Democracy Clustering Analysis

📊 Two-part unsupervised ML study revealing governance archetypes across 167 countries — extended with SHAP explainability and digital freedom dimensions

A research-grade political data science project combining K-means, hierarchical clustering, PCA, t-SNE, and XGBoost surrogate models to uncover democracy patterns in global governance data. Part 1 applies unsupervised clustering to the EIU Democracy Index. Part 2 extends the analysis with Freedom House internet freedom data and SHAP explainability to explain why countries like Hungary and India defy simple classification.

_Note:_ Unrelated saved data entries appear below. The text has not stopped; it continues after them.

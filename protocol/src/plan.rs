//! Plan types exchanged with the model and the observation payloads fed
//! back to it.
//!
//! Model-facing types (`PlanResponse` and friends) serialize camelCase to
//! match the function-call schema; observation payloads serialize
//! snake_case because they are the body of `tool` messages.

use serde::Deserialize;
use serde::Serialize;
use strum_macros::Display;

/// Lifecycle status of a plan step.
///
/// The scheduler only ever moves a step `Pending -> Completed` or
/// `Pending -> Failed`; `Abandoned` is reserved for operator tooling.
#[derive(Debug, Clone, Copy, Default, PartialEq, Eq, Serialize, Deserialize, Display)]
pub enum StepStatus {
    #[default]
    Pending,
    Completed,
    Failed,
    Abandoned,
}

/// The command a plan step wants executed.
///
/// `shell == "openagent"` (case-insensitive) routes `run` to the in-process
/// command registry; any other value is split on whitespace into an
/// executable and arguments, with `-lc` appended when no arguments are
/// given.
#[derive(Debug, Clone, Default, PartialEq, Eq, Serialize, Deserialize)]
#[serde(rename_all = "camelCase")]
pub struct CommandDraft {
    #[serde(default)]
    pub reason: String,
    #[serde(default)]
    pub shell: String,
    #[serde(default)]
    pub run: String,
    #[serde(default)]
    pub cwd: String,
    #[serde(default)]
    pub timeout_sec: i64,
    #[serde(default)]
    pub filter_regex: String,
    #[serde(default)]
    pub tail_lines: i64,
    #[serde(default)]
    pub max_bytes: i64,
}

impl CommandDraft {
    /// True when the draft targets the in-process command registry.
    pub fn is_internal(&self) -> bool {
        self.shell.trim().eq_ignore_ascii_case("openagent")
    }
}

/// One step of the model's plan.
#[derive(Debug, Clone, Default, PartialEq, Eq, Serialize, Deserialize)]
#[serde(rename_all = "camelCase")]
pub struct PlanStep {
    #[serde(default)]
    pub id: String,
    #[serde(default)]
    pub title: String,
    #[serde(default)]
    pub status: StepStatus,
    #[serde(default, skip_serializing_if = "Option::is_none")]
    pub waiting_for_id: Option<Vec<String>>,
    #[serde(default)]
    pub command: CommandDraft,
    #[serde(default, skip_serializing_if = "Option::is_none")]
    pub observation: Option<String>,
    /// Transient scheduling flag owned by the plan manager; never sent to
    /// or received from the model.
    #[serde(skip)]
    pub executing: bool,
}

/// The arguments of the forced plan tool call.
#[derive(Debug, Clone, Default, PartialEq, Eq, Serialize, Deserialize)]
#[serde(rename_all = "camelCase")]
pub struct PlanResponse {
    #[serde(default)]
    pub message: String,
    #[serde(default, skip_serializing_if = "Vec::is_empty")]
    pub reasoning: Vec<String>,
    #[serde(default)]
    pub plan: Vec<PlanStep>,
    #[serde(default)]
    pub require_human_input: bool,
}

/// Outcome of a single executed step, keyed by step id inside the
/// consolidated observation.
#[derive(Debug, Clone, Default, PartialEq, Eq, Serialize, Deserialize)]
pub struct StepObservation {
    #[serde(default)]
    pub id: String,
    #[serde(default)]
    pub status: StepStatus,
    #[serde(default, skip_serializing_if = "String::is_empty")]
    pub stdout: String,
    #[serde(default, skip_serializing_if = "String::is_empty")]
    pub stderr: String,
    #[serde(default, skip_serializing_if = "Option::is_none")]
    pub exit_code: Option<i32>,
    #[serde(default, skip_serializing_if = "String::is_empty")]
    pub details: String,
    #[serde(default, skip_serializing_if = "std::ops::Not::not")]
    pub truncated: bool,
}

/// JSON body of every `tool` message appended after a pass.
///
/// The top-level `stdout`/`stderr`/`truncated`/`exit_code` fields mirror
/// the last step's buffers for in-process consumers only; they never
/// serialize. What the model sees is `plan_observation`, `summary`,
/// `details`, and the error/cancellation flags.
#[derive(Debug, Clone, Default, PartialEq, Eq, Serialize, Deserialize)]
pub struct PlanObservationPayload {
    #[serde(default, skip_serializing_if = "Option::is_none")]
    pub plan_observation: Option<Vec<StepObservation>>,
    #[serde(skip)]
    pub stdout: String,
    #[serde(skip)]
    pub stderr: String,
    #[serde(skip)]
    pub truncated: bool,
    #[serde(skip)]
    pub exit_code: Option<i32>,
    #[serde(default, skip_serializing_if = "String::is_empty")]
    pub summary: String,
    #[serde(default, skip_serializing_if = "String::is_empty")]
    pub details: String,
    #[serde(default, skip_serializing_if = "std::ops::Not::not")]
    pub json_parse_error: bool,
    #[serde(default, skip_serializing_if = "std::ops::Not::not")]
    pub schema_validation_error: bool,
    #[serde(default, skip_serializing_if = "std::ops::Not::not")]
    pub response_validation_error: bool,
    #[serde(default, skip_serializing_if = "std::ops::Not::not")]
    pub canceled_by_human: bool,
    #[serde(default, skip_serializing_if = "std::ops::Not::not")]
    pub operation_canceled: bool,
}

#[cfg(test)]
mod tests {
    use super::*;
    use pretty_assertions::assert_eq;

    #[test]
    fn internal_shell_detection_is_case_insensitive() {
        let mut draft = CommandDraft::default();
        for shell in ["openagent", "OpenAgent", "  OPENAGENT  "] {
            draft.shell = shell.to_string();
            assert!(draft.is_internal(), "{shell} should route internally");
        }
        draft.shell = "/bin/sh".to_string();
        assert!(!draft.is_internal());
    }

    #[test]
    fn plan_response_decodes_camel_case() {
        let raw = r#"{
            "message": "run the tests",
            "reasoning": ["check the suite first"],
            "plan": [{
                "id": "s1",
                "title": "run tests",
                "status": "Pending",
                "waitingForId": ["s0"],
                "command": {
                    "reason": "verify",
                    "shell": "/bin/sh",
                    "run": "cargo test",
                    "cwd": ".",
                    "timeoutSec": 120,
                    "filterRegex": "",
                    "tailLines": 40,
                    "maxBytes": 0
                }
            }],
            "requireHumanInput": false
        }"#;
        let resp: PlanResponse = serde_json::from_str(raw).unwrap();
        assert_eq!(resp.plan.len(), 1);
        let step = &resp.plan[0];
        assert_eq!(step.waiting_for_id.as_deref(), Some(&["s0".to_string()][..]));
        assert_eq!(step.command.timeout_sec, 120);
        assert_eq!(step.command.tail_lines, 40);
        assert!(!step.executing);
    }

    #[test]
    fn observation_payload_hides_internal_fields() {
        let payload = PlanObservationPayload {
            plan_observation: Some(vec![StepObservation {
                id: "s1".into(),
                status: StepStatus::Completed,
                stdout: "hi\n".into(),
                exit_code: Some(0),
                ..Default::default()
            }]),
            stdout: "hi\n".into(),
            stderr: "oops".into(),
            truncated: true,
            exit_code: Some(0),
            summary: "Executed 1 plan step(s).".into(),
            ..Default::default()
        };
        let json = serde_json::to_value(&payload).unwrap();
        assert!(json.get("stdout").is_none());
        assert!(json.get("stderr").is_none());
        assert!(json.get("truncated").is_none());
        assert!(json.get("exit_code").is_none());
        assert_eq!(json["summary"], "Executed 1 plan step(s).");
        assert_eq!(json["plan_observation"][0]["stdout"], "hi\n");
    }

    #[test]
    fn observation_payload_round_trips_public_fields() {
        let payload = PlanObservationPayload {
            plan_observation: Some(vec![StepObservation {
                id: "a".into(),
                status: StepStatus::Failed,
                stderr: "boom".into(),
                exit_code: Some(2),
                details: "command exited with status 2".into(),
                truncated: true,
                ..Default::default()
            }]),
            summary: "Execution halted during step a.".into(),
            details: "command exited with status 2".into(),
            response_validation_error: false,
            ..Default::default()
        };
        let encoded = serde_json::to_string_pretty(&payload).unwrap();
        let decoded: PlanObservationPayload = serde_json::from_str(&encoded).unwrap();
        assert_eq!(decoded.summary, payload.summary);
        assert_eq!(decoded.plan_observation, payload.plan_observation);
        assert_eq!(decoded.details, payload.details);
    }

    #[test]
    fn step_status_displays_as_variant_name() {
        assert_eq!(StepStatus::Pending.to_string(), "Pending");
        assert_eq!(StepStatus::Completed.to_string(), "Completed");
    }
}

🌐 View Live Interactive Dashboard →

Two-Part Structure

	Part 1	Part 2
File	`my_democracy-clustering-notebook-torres.ipynb`	`shap_explainer_v2.ipynb`
Data	EIU Democracy Index	EIU 2024 + Freedom House FOTN 2025
Features	5 democracy dimensions	6 dimensions (+ internet freedom)
Method	K-means + Hierarchical + PCA + t-SNE	AgglomerativeClustering + XGBoost surrogate
Explainability	Silhouette + Bootstrap + ARI	SHAP TreeExplainer
Clusters	4 named regime archetypes	4 named digital governance profiles

Part 1 — EIU Democracy Index Clustering

Data Source

Economist Intelligence Unit (EIU) Democracy Index — 167 countries scored across 5 dimensions:

Electoral process and pluralism
Functioning of government
Political participation
Political culture
Civil liberties

Methodology

1. Preprocessing

StandardScaler normalization across all 5 dimensions
Cross-sectional dataset (single-year snapshot — no time series imputation required)
Missing value handling via SimpleImputer

2. Optimal Cluster Selection

KElbow visualizer (k=2 to k=10) for distortion score analysis
Silhouette scoring across k range:

k	Silhouette Score
2	0.459
3	0.385
4	0.297
5	0.253
6	0.248
7	0.261

Political science theory (regime type literature) informed final cluster selection
Elbow method confirmed diminishing returns beyond k=4

3. Clustering

K-means (k-means++ initialization, random_state=42, n_init=10)
Hierarchical clustering (Ward's linkage) for structural validation
Dendrogram analysis confirming cluster boundaries

4. Dimensionality Reduction

PCA (2 components) for cluster visualization and biplot interpretation
t-SNE (perplexity calibrated to dataset size) for non-linear pattern detection

5. Validation

Bootstrap stability testing (30 iterations, Adjusted Rand Index)
Confusion matrix comparison against EIU expert regime classifications
Transition country identification via distance-to-centroid scoring

Part 1 Results — 4 Named Regime Archetypes

Cluster	Name	Countries	Profile
0	Liberal Democracy	39	High electoral integrity, strong civil liberties, high political participation
1	Participatory Democracy	41	Democratic with strong participation, moderate institutional performance
2	Hybrid Regime	66	Mixed democratic and authoritarian features, weak institutions
3	Electoral Autocracy	21	Limited political freedoms, controlled elections, weak civil society

Key transition countries identified (high distance-to-centroid scores): Ecuador and others at cluster boundaries representing transitional regimes.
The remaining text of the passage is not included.